On that second operating table, the sterile scent of antiseptic filling my nostrils, the numbing agents doing little to quell the absolute violation, I saw his face. Jeremiah, standing at the foot of the bed, his eyes fixed on me, cold and triumphant. This wasn't neglect. This was torture. This was his true face. My love had died long ago. Now, a new, potent force was born in its place.

"You will remember this, Celina," he said, his voice a venomous whisper, just before the world went black. "Every single moment."

My love for Jeremiah Chase had bled out on the operating table, but what remained was a cold, hard resolve: I would not just leave him. I would dismantle him, piece by agonizing piece.

Chapter 2

Celina POV:

The antiseptic smell of the hospital room clung to me, even after they discharged me. My body ached, a constant reminder of Jeremiah's cruelty. But the pain in my heart had hardened into something cold and sharp. I had a new purpose.

My phone rang. It was Alec Peters, Jeremiah's former business partner and rival. He had been quietly helping me for months, ever since I started confiding in him about the cracks in my marriage. He' d seen Jeremiah' s true colors long before I had.

"Celina, are you okay? I heard what happened," Alec's voice was filled with a tenderness I hadn't heard in years. He didn't ask "what happened" in a casual way, he knew exactly. He had sources everywhere.

"I will be," I said, my voice flat. "But I need your help, Alec. I'm ready to fight."

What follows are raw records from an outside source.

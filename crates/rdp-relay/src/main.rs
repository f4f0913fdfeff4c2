//! rdp-relay: RDP relay server binary

use anyhow::Result;
use tracing::{error, info};
use tracing_subscriber::{layer::SubscriberExt, util::SubscriberInitExt, EnvFilter};

use rdp_relay::{RelayServer, ServerConfig};

#[tokio::main]
async fn main() -> Result<()> {
    tracing_subscriber::registry()
        .with(EnvFilter::try_from_default_env().unwrap_or_else(|_| EnvFilter::new("info")))
        .with(tracing_subscriber::fmt::layer())
        .init();

    info!("Starting rdp-relay");

    let config = ServerConfig::load()?;
    let server = RelayServer::new(config).await?;

    if let Err(e) = server.run().await {
        error!("Server error: {:#}", e);
        return Err(e);
    }

    info!("rdp-relay stopped");
    Ok(())
}
//! Read-only HTTP surface: health, metrics, sessions and pool rows

use std::sync::Arc;

use axum::{
    extract::State,
    http::StatusCode,
    response::Response,
    routing::{get, Router},
    Json,
};
use serde::Serialize;
use tower::ServiceBuilder;
use tower_http::trace::TraceLayer;
use tracing::warn;

use crate::metrics::RelayMetrics;
use crate::pool::Pool;
use crate::registry::{SessionInfo, SessionRegistry};
use crate::store::BackendRow;

#[derive(Clone)]
pub struct AdminState {
    pub pool: Arc<Pool>,
    pub registry: SessionRegistry,
    pub metrics: Arc<RelayMetrics>,
}

/// Admin API
pub struct AdminApi {
    state: AdminState,
}

impl AdminApi {
    pub fn new(pool: Arc<Pool>, registry: SessionRegistry, metrics: Arc<RelayMetrics>) -> Self {
        Self {
            state: AdminState {
                pool,
                registry,
                metrics,
            },
        }
    }

    pub fn router(&self) -> Router {
        Router::new()
            .route("/health", get(health_handler))
            .route("/metrics", get(metrics_handler))
            .route("/sessions", get(list_sessions))
            .route("/backends", get(list_backends))
            .with_state(self.state.clone())
            .layer(ServiceBuilder::new().layer(TraceLayer::new_for_http()))
    }
}

#[derive(Debug, Serialize)]
pub struct SessionsResponse {
    pub sessions: Vec<SessionInfo>,
    pub assigned: usize,
    pub connected: usize,
    pub uptime_seconds: u64,
}

#[derive(Debug, Serialize)]
pub struct BackendsResponse {
    pub backends: Vec<BackendRow>,
    pub total: usize,
    pub free: usize,
}

async fn health_handler() -> StatusCode {
    StatusCode::OK
}

async fn metrics_handler(State(state): State<AdminState>) -> Result<Response<String>, StatusCode> {
    match state.metrics.export() {
        Ok(body) => Response::builder()
            .status(StatusCode::OK)
            .header("Content-Type", "text/plain; version=0.0.4")
            .body(body)
            .map_err(|_| StatusCode::INTERNAL_SERVER_ERROR),
        Err(_) => Err(StatusCode::INTERNAL_SERVER_ERROR),
    }
}

async fn list_sessions(State(state): State<AdminState>) -> Json<SessionsResponse> {
    let sessions = state.registry.snapshot();
    Json(SessionsResponse {
        assigned: sessions.len(),
        connected: state.registry.count(),
        sessions,
        uptime_seconds: state.metrics.uptime().as_secs(),
    })
}

async fn list_backends(
    State(state): State<AdminState>,
) -> Result<Json<BackendsResponse>, StatusCode> {
    let backends = state.pool.backends().await.map_err(|e| {
        warn!("Admin API: backend listing failed: {}", e);
        state.metrics.record_store_error();
        StatusCode::SERVICE_UNAVAILABLE
    })?;
    let free = backends.iter().filter(|row| row.is_free()).count();
    Ok(Json(BackendsResponse {
        total: backends.len(),
        free,
        backends,
    }))
}
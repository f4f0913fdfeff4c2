//! Periodic reconciliation of persisted claims against live sessions

use std::sync::Arc;
use std::time::Duration;

use tokio::sync::watch;
use tracing::{debug, info, warn};

use crate::metrics::RelayMetrics;
use crate::pool::{unix_now, Pool};
use crate::registry::SessionRegistry;

/// Result of one cleanup tick
#[derive(Debug, Clone, Default, PartialEq, Eq)]
pub struct TickReport {
    pub live_clients: usize,
    pub reasserted: usize,
    /// Re-asserted claims undone because the session closed meanwhile
    pub withdrawn: usize,
    pub marked: usize,
    pub freed: usize,
}

/// Background loop keeping the claim table consistent with the registry.
pub struct Cleanup {
    pool: Arc<Pool>,
    registry: SessionRegistry,
    metrics: Arc<RelayMetrics>,
    interval: Duration,
}

impl Cleanup {
    pub fn new(
        pool: Arc<Pool>,
        registry: SessionRegistry,
        metrics: Arc<RelayMetrics>,
        interval: Duration,
    ) -> Self {
        Self {
            pool,
            registry,
            metrics,
            interval,
        }
    }

    /// Tick until `shutdown` flips to true.
    pub async fn run(self, mut shutdown: watch::Receiver<bool>) {
        let mut interval = tokio::time::interval(self.interval);
        interval.set_missed_tick_behavior(tokio::time::MissedTickBehavior::Skip);

        loop {
            tokio::select! {
                _ = interval.tick() => {
                    let report = self.tick().await;
                    if report.marked > 0 || report.freed > 0 {
                        info!(
                            "Cleanup marked {} orphaned claims, freed {} expired claims",
                            report.marked, report.freed
                        );
                    }
                }
                changed = shutdown.changed() => {
                    if changed.is_err() || *shutdown.borrow() {
                        debug!("Cleanup loop stopping");
                        break;
                    }
                }
            }
        }
    }

    pub async fn tick(&self) -> TickReport {
        self.tick_at(unix_now()).await
    }

    /// Re-assert every live claim, then expire the rest as of `now`.
    pub async fn tick_at(&self, now: i64) -> TickReport {
        let mut report = TickReport::default();

        for (backend, client) in self.registry.live_claims() {
            match self.pool.claim(&backend, &client).await {
                Ok(true) if self.registry.holds(&backend, &client) => report.reasserted += 1,
                Ok(true) => {
                    // The session released while the claim was in flight
                    match self.pool.withdraw(&backend, &client).await {
                        Ok(true) => report.withdrawn += 1,
                        Ok(false) => {}
                        Err(e) => {
                            warn!(backend = %backend, "Withdrawing stale claim failed: {}", e);
                            self.metrics.record_store_error();
                        }
                    }
                }
                Ok(false) => {
                    warn!(backend = %backend, client = %client, "Live session no longer owns its backend");
                }
                Err(e) => {
                    warn!(backend = %backend, "Claim re-assertion failed: {}", e);
                    self.metrics.record_store_error();
                }
            }
        }

        let live = self.registry.live_clients();
        report.live_clients = live.len();

        match self.pool.reconcile_at(&live, now).await {
            Ok(outcome) => {
                report.marked = outcome.marked;
                report.freed = outcome.freed;
                self.metrics.record_reconcile(outcome.marked, outcome.freed);
            }
            Err(e) => {
                warn!("Claim expiry failed: {}", e);
                self.metrics.record_store_error();
            }
        }

        match self.pool.backends().await {
            Ok(rows) => {
                let claimed = rows.iter().filter(|row| !row.client.is_empty()).count();
                self.metrics.set_claimed_backends(claimed);
            }
            Err(e) => debug!("Backend listing failed: {}", e),
        }

        report
    }
}

#[cfg(test)]
mod tests {
    use super::*;
    use std::collections::HashSet;

    use async_trait::async_trait;

    use crate::pool::PoolConfig;
    use crate::store::{BackendRow, PoolStore, ReconcileOutcome, SqliteStore, StoreError};

    async fn setup() -> (Cleanup, Arc<Pool>, SessionRegistry) {
        let store = Arc::new(SqliteStore::in_memory().await.unwrap());
        store.upsert_backend("10.0.0.1", 1).await.unwrap();
        store.upsert_backend("10.0.0.2", 1).await.unwrap();
        let pool = Arc::new(Pool::new(
            store,
            PoolConfig {
                grace_period: Duration::from_secs(10),
                ..PoolConfig::default()
            },
        ));
        let registry = SessionRegistry::new();
        let cleanup = Cleanup::new(
            pool.clone(),
            registry.clone(),
            Arc::new(RelayMetrics::new().unwrap()),
            Duration::from_secs(3),
        );
        (cleanup, pool, registry)
    }

    #[tokio::test]
    async fn test_tick_reasserts_live_claims() {
        let (cleanup, pool, registry) = setup().await;
        let guard = registry.register("192.168.0.10:50000".parse().unwrap());
        guard.set_backend("10.0.0.1");

        // Claim drifted away, e.g. an operator reset the row
        pool.release("10.0.0.1").await.unwrap();

        let report = cleanup.tick_at(1_000).await;
        assert_eq!(report.reasserted, 1);
        assert_eq!(report.live_clients, 1);
        assert_eq!(report.marked, 0);

        let rows = pool.backends().await.unwrap();
        assert_eq!(rows[0].client, "192.168.0.10");
    }

    #[tokio::test]
    async fn test_orphaned_claim_freed_only_after_grace() {
        let (cleanup, pool, registry) = setup().await;
        {
            let guard = registry.register("192.168.0.10:50000".parse().unwrap());
            guard.set_backend("10.0.0.1");
            cleanup.tick_at(1_000).await;
            // Session vanishes without releasing
        }

        let report = cleanup.tick_at(1_003).await;
        assert_eq!(report.marked, 1);
        assert_eq!(pool.select_backend("other").await.unwrap().as_deref(), Some("10.0.0.2"));
        assert!(pool.claim("10.0.0.2", "other").await.unwrap());

        let report = cleanup.tick_at(1_012).await;
        assert_eq!(report.freed, 0);
        assert_eq!(pool.select_backend("late").await.unwrap(), None);

        let report = cleanup.tick_at(1_014).await;
        assert_eq!(report.freed, 1);
        assert_eq!(pool.select_backend("late").await.unwrap().as_deref(), Some("10.0.0.1"));
    }

    #[tokio::test]
    async fn test_returning_client_keeps_pending_backend() {
        let (cleanup, pool, registry) = setup().await;
        assert!(pool.claim("10.0.0.1", "192.168.0.10").await.unwrap());
        cleanup.tick_at(2_000).await;

        // Reconnect inside the grace window: sticky selection finds the row
        assert_eq!(
            pool.select_backend("192.168.0.10").await.unwrap().as_deref(),
            Some("10.0.0.1")
        );
        let guard = registry.register("192.168.0.10:50001".parse().unwrap());
        assert!(pool.claim("10.0.0.1", "192.168.0.10").await.unwrap());
        guard.set_backend("10.0.0.1");

        let report = cleanup.tick_at(2_100).await;
        assert_eq!(report.freed, 0);
        assert_eq!(pool.backends().await.unwrap()[0].pending_since, None);
    }

    #[tokio::test]
    async fn test_run_stops_on_shutdown() {
        let (cleanup, _pool, _registry) = setup().await;
        let (tx, rx) = watch::channel(false);
        let handle = tokio::spawn(cleanup.run(rx));
        tx.send(true).unwrap();
        tokio::time::timeout(Duration::from_secs(5), handle)
            .await
            .expect("cleanup loop should stop")
            .unwrap();
    }

    /// Store whose claims land only after `delay`.
    struct SlowClaimStore {
        inner: SqliteStore,
        delay: Duration,
    }

    #[async_trait]
    impl PoolStore for SlowClaimStore {
        async fn static_backend(&self, client: &str) -> Result<Option<String>, StoreError> {
            self.inner.static_backend(client).await
        }
        async fn claimed_backend(&self, client: &str) -> Result<Option<String>, StoreError> {
            self.inner.claimed_backend(client).await
        }
        async fn best_free_backend(&self) -> Result<Option<String>, StoreError> {
            self.inner.best_free_backend().await
        }
        async fn try_claim(&self, backend: &str, client: &str) -> Result<bool, StoreError> {
            tokio::time::sleep(self.delay).await;
            self.inner.try_claim(backend, client).await
        }
        async fn clear_claim(&self, backend: &str) -> Result<(), StoreError> {
            self.inner.clear_claim(backend).await
        }
        async fn clear_claim_of(&self, backend: &str, client: &str) -> Result<bool, StoreError> {
            self.inner.clear_claim_of(backend, client).await
        }
        async fn reconcile(
            &self,
            live: &HashSet<String>,
            now: i64,
            grace_secs: i64,
        ) -> Result<ReconcileOutcome, StoreError> {
            self.inner.reconcile(live, now, grace_secs).await
        }
        async fn backends(&self) -> Result<Vec<BackendRow>, StoreError> {
            self.inner.backends().await
        }
    }

    #[tokio::test]
    async fn test_reassert_racing_session_close_is_withdrawn() {
        let inner = SqliteStore::in_memory().await.unwrap();
        inner.upsert_backend("10.0.0.1", 1).await.unwrap();
        let pool = Arc::new(Pool::new(
            Arc::new(SlowClaimStore {
                inner,
                delay: Duration::from_millis(200),
            }),
            PoolConfig {
                grace_period: Duration::from_secs(10),
                ..PoolConfig::default()
            },
        ));
        let registry = SessionRegistry::new();
        let cleanup = Cleanup::new(
            pool.clone(),
            registry.clone(),
            Arc::new(RelayMetrics::new().unwrap()),
            Duration::from_secs(3),
        );

        let guard = registry.register("192.168.0.10:50000".parse().unwrap());
        assert!(pool.claim("10.0.0.1", "192.168.0.10").await.unwrap());
        guard.set_backend("10.0.0.1");

        // Session closes while the tick's re-assert is still pending
        let closing_pool = pool.clone();
        let close = async move {
            tokio::time::sleep(Duration::from_millis(50)).await;
            guard.clear_backend();
            closing_pool.release("10.0.0.1").await.unwrap();
            drop(guard);
        };
        let (report, ()) = tokio::join!(cleanup.tick_at(1_000), close);

        assert_eq!(report.reasserted, 0);
        assert_eq!(report.withdrawn, 1);
        assert_eq!(report.live_clients, 0);
        assert!(pool.backends().await.unwrap()[0].is_free());
        assert_eq!(
            pool.select_backend("192.168.0.99").await.unwrap().as_deref(),
            Some("10.0.0.1")
        );
    }
}
use std::path::PathBuf;
use thiserror::Error;
use yup_oauth2::{InstalledFlowAuthenticator, InstalledFlowReturnMethod};

use crate::storage::config::GoogleConfig;

pub const CALENDAR_SCOPE: &str = "https://www.googleapis.com/auth/calendar";

#[derive(Debug, Error)]
pub enum AuthError {
    #[error("Failed to read client secret {path}: {source}")]
    ClientSecret {
        path: PathBuf,
        source: std::io::Error,
    },
    #[error("Failed to create token cache directory {path}: {source}")]
    TokenCacheDir {
        path: PathBuf,
        source: std::io::Error,
    },
    #[error("Failed to build authenticator: {0}")]
    Builder(std::io::Error),
    #[error("OAuth error: {0}")]
    OAuthError(#[from] yup_oauth2::Error),
    #[error("OAuth flow returned no access token")]
    MissingAccessToken,
}

pub struct GoogleAuthenticator {
    config: GoogleConfig,
}

impl GoogleAuthenticator {
    pub fn new(config: GoogleConfig) -> Self {
        Self { config }
    }

    pub async fn access_token(&self) -> Result<String, AuthError> {
        if let Some(parent) = self.config.token_cache.parent() {
            std::fs::create_dir_all(parent).map_err(|source| AuthError::TokenCacheDir {
                path: parent.to_path_buf(),
                source,
            })?;
        }

        let secret = yup_oauth2::read_application_secret(&self.config.client_secret)
            .await
            .map_err(|source| AuthError::ClientSecret {
                path: self.config.client_secret.clone(),
                source,
            })?;

        let auth = InstalledFlowAuthenticator::builder(secret, InstalledFlowReturnMethod::HTTPRedirect)
            .persist_tokens_to_disk(&self.config.token_cache)
            .build()
            .await
            .map_err(AuthError::Builder)?;

        tracing::info!("Requesting Google Calendar token");
        let token = auth.token(&[CALENDAR_SCOPE]).await?;

        token
            .token()
            .map(str::to_string)
            .ok_or(AuthError::MissingAccessToken)
    }
}
use scraper::{Html, Selector};
use std::sync::OnceLock;
use thiserror::Error;
use url::Url;

const LOGIN_PATH: &str = "login/index.php";

#[derive(Debug, Error)]
pub enum SessionError {
    #[error("HTTP request failed: {0}")]
    HttpError(#[from] reqwest::Error),
    #[error("Invalid portal URL: {0}")]
    InvalidUrl(#[from] url::ParseError),
    #[error("Login page has no logintoken input")]
    MissingLoginToken,
    #[error("Login rejected, portal redirected to {landed}")]
    LoginRejected { landed: String },
}

#[derive(Debug, Clone)]
pub struct Credentials {
    pub username: String,
    pub password: String,
}

pub struct PortalSession {
    root: Url,
    client: reqwest::Client,
}

impl PortalSession {
    pub fn new(base_url: &str) -> Result<Self, SessionError> {
        let mut root = Url::parse(base_url)?;
        if !root.path().ends_with('/') {
            let path = format!("{}/", root.path());
            root.set_path(&path);
        }

        let client = reqwest::Client::builder().cookie_store(true).build()?;

        Ok(Self { root, client })
    }

    pub fn root(&self) -> &Url {
        &self.root
    }

    pub async fn login(base_url: &str, credentials: &Credentials) -> Result<Self, SessionError> {
        let session = Self::new(base_url)?;
        let login_url = session.root.join(LOGIN_PATH)?;

        tracing::info!("Fetching login page {}", login_url);
        let login_page = session.client.get(login_url.clone()).send().await?.text().await?;
        let token = extract_login_token(&login_page).ok_or(SessionError::MissingLoginToken)?;

        let form = [
            ("username", credentials.username.as_str()),
            ("password", credentials.password.as_str()),
            ("logintoken", token.as_str()),
        ];

        let response = session.client.post(login_url).form(&form).send().await?;
        tracing::info!("Login response status: {}, landed on {}", response.status(), response.url());

        if response.url() != &session.root {
            tracing::error!("Login rejected for user {}", credentials.username);
            return Err(SessionError::LoginRejected {
                landed: response.url().to_string(),
            });
        }

        Ok(session)
    }

    pub async fn fetch(&self, link: &str) -> Result<String, SessionError> {
        let url = self.root.join(link)?;
        tracing::debug!("GET {}", url);

        let body = self.client.get(url).send().await?.text().await?;
        Ok(body)
    }
}

pub fn extract_login_token(html: &str) -> Option<String> {
    static TOKEN_SELECTOR: OnceLock<Selector> = OnceLock::new();
    let selector = TOKEN_SELECTOR.get_or_init(|| {
        Selector::parse(r#"input[name="logintoken"]"#).expect("invalid logintoken selector")
    });

    let document = Html::parse_document(html);
    document
        .select(selector)
        .next()
        .and_then(|input| input.value().attr("value"))
        .map(str::to_string)
}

He didn't hesitate. "Anything you need. I'm here. I've always been here." His words, simple and true, were a balm to my wounded soul. He loved me, I knew that. It was a quiet, steady love, a stark contrast to Jeremiah' s volatile obsession. A love I hadn't truly been ready for, not yet.

"I need to leave," I told him, the words tasting like freedom. "Permanently. And then I need to make sure Jeremiah loses everything."

Alec' s response was immediate. "I'll arrange the immigration paperwork. We can fast-track it. Think of it as a fresh start, far away from all this."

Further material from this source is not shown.